Naturally there was talk of Christine’s totally unique father, art publisher, photographer and gallerist Pierre Argillet. I remembered my visit with Pierre at his chateau south of Paris and the Argillet’s added much from their extensive experiences. Viken Argillet had spent a lot of time with his grandfather on various occasions, including when he could not fly out of Paris because of the 9/11 attacks. I suggested that these experiences helped him develop his “eye” as a filmmaker and he enthusiastically agreed.
Christine told me that when her father and Dali hit on an idea for a suite of prints illustrating a text, they were both so impatient to see the results that their joint energy was frenetic. I have seen many of the preliminary sketches that Dali did during their discussions. I have also seen a lot of the “home movies” Pierre made of the “happenings” they staged and of other visits to the chateau by Salvador and Gala. The best of all–which Baron Philippe duNoyer has promised me a copy of–is a short clip of Salvador Dali dancing the Charleston on the lawn.

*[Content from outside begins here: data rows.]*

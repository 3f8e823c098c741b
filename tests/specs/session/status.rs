//! Status overview specs

use crate::prelude::*;

#[test]
fn status_text_layout() {
    let temp = Project::empty();
    temp.dnd().args(&["status"]).passes().stdout_eq(
        "adapter:   noop\n\
         supported: no\n\
         access:    not granted\n\
         filter:    unsupported\n\
         session:   stopped\n",
    );
}

#[test]
fn status_json_reflects_session() {
    let temp = Project::empty();
    temp.dnd().args(&["session", "start"]).passes();
    let run = temp.dnd().args(&["-o", "json", "status"]).passes();
    assert_eq!(
        run.json(),
        serde_json::json!({
            "adapter": "noop",
            "supported": false,
            "access": false,
            "filter": null,
            "filter_name": null,
            "session_running": true,
        })
    );
}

What a pleasure it was to get a Dali fix from this delightful family just days before I fly to Atlanta for the closing of Elliot King’s A-1 exhibition of the late works of The Master. How do I know the show is so good before I even see it? I’ve been spending time with the excellent catalog that Elliott gave me when we met for lunch last month.
And…..speaking of the show and the catalog, there is something that I have not mentioned previously. Elliott astounded me with the information that he had only a year to plan the exhibition with the staff of the High Museum, arrange loans of the major works from institutions in the US and Spain, write the catalog with essays by other Dali scholars and pull all of the thousands of details together prior to the opening. I was astounded. Such an exhibition usually takes three or four years of work.
I’m getting pretty excited about the trip to Atlanta and then on to St. Petersburg. I have seen a great many of the works in the show, and, of course, have appraised all of the paintings at The Salvador Dali Museum. Elliott was even able to include the iconic and internationally-known 1931 oil “Persistence of Memory” from the collection of the Museum of Modern Art in New York. I always enjoy asking people who have not seen the actual painting how large they think it is. The answer is usually expressed with hand movements indicating a work about 20 by 24 inches or larger. It’s only 9 1/2 by 13 inches! That makes it even more impressive.